- Location in Hinthada district
- Coordinates: 17°38′N 95°01′E﻿ / ﻿17.63°N 95.02°E
- Country: Myanmar
- Region: Ayeyarwady Region
- District: Hinthada District
- Capital: Lemyethna

Area
- • Total: 399.04 sq mi (1,033.5 km^{2})
- Highest elevation: 6,820 ft (2,080 m)
- Lowest elevation: 66 ft (20 m)

Population (2023)
- • Total: 108,132
- • Density: 270.98/sq mi (104.63/km^{2})
- • Ethnicities: Bamar; Karen;
- • Religions: Buddhism; Christianity;
- Time zone: UTC+6:30 (MMT)

= Lemyethna Township =

Township in Ayeyawady Region, Myanmar

Lemyethna or Laymyethna Township (လေးမျက်နှာမြို့နယ်) is a township of Hinthada District in northern Ayeyarwady Region, Myanmar. The only town and principal town is Lemyethna.

The township borders Yegyi Township and Kyonpyaw Township of Kyonpyaw District to the south, Gwa Township of Rakhine State to the west and Ingapu Township of Myanaung District to the north. To the east, it borders the rest of Hinthada District, bordering Hinthada Township. The township has one town with five wards and 43 village tracts grouping together 284 villages.

==History==
During the conquest of Hanthawaddy by King Alaungpaya, the Konbaung troops discovered a stupa with four gates pointing in the cardinal directions originally constructed by Binnya Dala. The Burmese named it Lemyethna (literally, Four Faces) Pagoda. In 1891, Lemyethna Townshipwas moved to out of Henzada District, before being returned to the district in 1901, where it remains to this day. On 15 September 1993, due to the increased usage of Ngawun River for transportation, the village around this area grew in size before becoming officially designated as a town in 1998 by the Ministry of Home Affairs.

However, there are records of the township's existence as early as 1903 when the British commissioner received a petition against a myo-ok (town administrator) for alleged tax evasion.

==Geography==
Lemyethna Township lies on the Irrawaddy Delta and is centred around the Ngawun River, which runs north–south through the township. 21 of the town's village tracts lie to the east of the township, which is densely populated flat lowlands, and the remaining 22 village tracts lie in the hilly foothills of the Arakan Mountains to the west of the Ngawun. The streams within the township are entirely freshwater, allowing for ample drinking, transportation and irrigation uses. The township has a hot and rainy climate with an average rainfall of 88.7 in over an average of 80.6 rainy days a year. The lowest temperate and highest temperatures per year over the 2018-2023 period were 10.5 °C and 39.2 °C respectively.

The Lemyethna Forest Reserve covers 44% of the township with 112,550 acres of protected state-owned forest covering the township's western half. 2,602 acres of this area is reserved for hardwood forests, cultivating economically important teak and Pyinkado trees. The township has additional forested areas, mostly west of the Ngawun, containing various trees including padauk and bamboo forests. These preserved forests are home to various fauna like wild hogs, gaur, deer and monkeys.

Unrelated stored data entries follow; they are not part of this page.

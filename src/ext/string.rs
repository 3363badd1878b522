/// Extension trait for `str` with the line-oriented helpers the renderer needs
pub trait StrExt {
    /// Prefixes every line that is not blank with `prefix`, keeping line
    /// endings as they are. Blank lines are left alone so they carry no
    /// trailing whitespace.
    ///
    /// # Examples
    /// ```
    /// use cvtemplater::ext::StrExt;
    ///
    /// assert_eq!("a\n\nb".indent_lines("  "), "  a\n\n  b");
    /// ```
    fn indent_lines(&self, prefix: &str) -> String;
}

impl StrExt for str {
    fn indent_lines(&self, prefix: &str) -> String {
        self.split_inclusive('\n')
            .map(|line| {
                if line.trim().is_empty() {
                    line.to_string()
                } else {
                    format!("{prefix}{line}")
                }
            })
            .collect()
    }
}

The township is located on the extreme-south of the Rakhine-Chin-Naga ranges where sediment-hosted stratabound deposits formed in the volcanic-sea water interface. Of interest to the economy, are copper mineralization deposits that formed in the area.

==Demographics==

The township is overwhelmingly rural with, in 2023, only 2.9% of the population living in the singular town of Lemyethna. According to the 2014 Myanmar census, 44.9% of the township used a bicycle for daily travel, with 33.7% using some form of animal-driven cart for daily travel. Only 5.0% of the population primarily used electricity to light their homes with only 0.1% of the population having a flush toilet and a further 78.2% of the population an enclosed sceptic tank or system.

In 2023, the township experienced depopulation, losing a little over two thousand people between 2022 and 2023. The majority religion is Buddhism with 98.0% of the population adhering to it and the majority ethnic group are Bamar people.

==Economy==
The township is seeing a lack of economic growth when compared to others in Ayeyarwady Region. The primary industry of the township is agriculture with rice being the overwhelming crop transported out through the township's waterways and roadways to larger markets like Hinthada, Pathein and Yangon. Other notable agricultural produce of the town include rubber and mangoes as well as a variety of vegetable farming, shrimp farming, and cattle and poultry raising primarily for local consumption. With increase in demand for cassava in the late 2010s and the prevalent of rainfed upland land unsuitable for rice cultivation, pilot programs have found some success encouraging cassava cultivation in the township.

The township is home to significant copper deposits. The stratabound copper deposits in the township form Cyprus-type copper alongside gold deposits, which contribute to the township's mining industry. The township has 11 industrial granaries and 43 combine harvesters. There is also a significant forestry industry, with teak logging managed by the government. The township has a total of 2,765 acres of non-teak private-managed forests.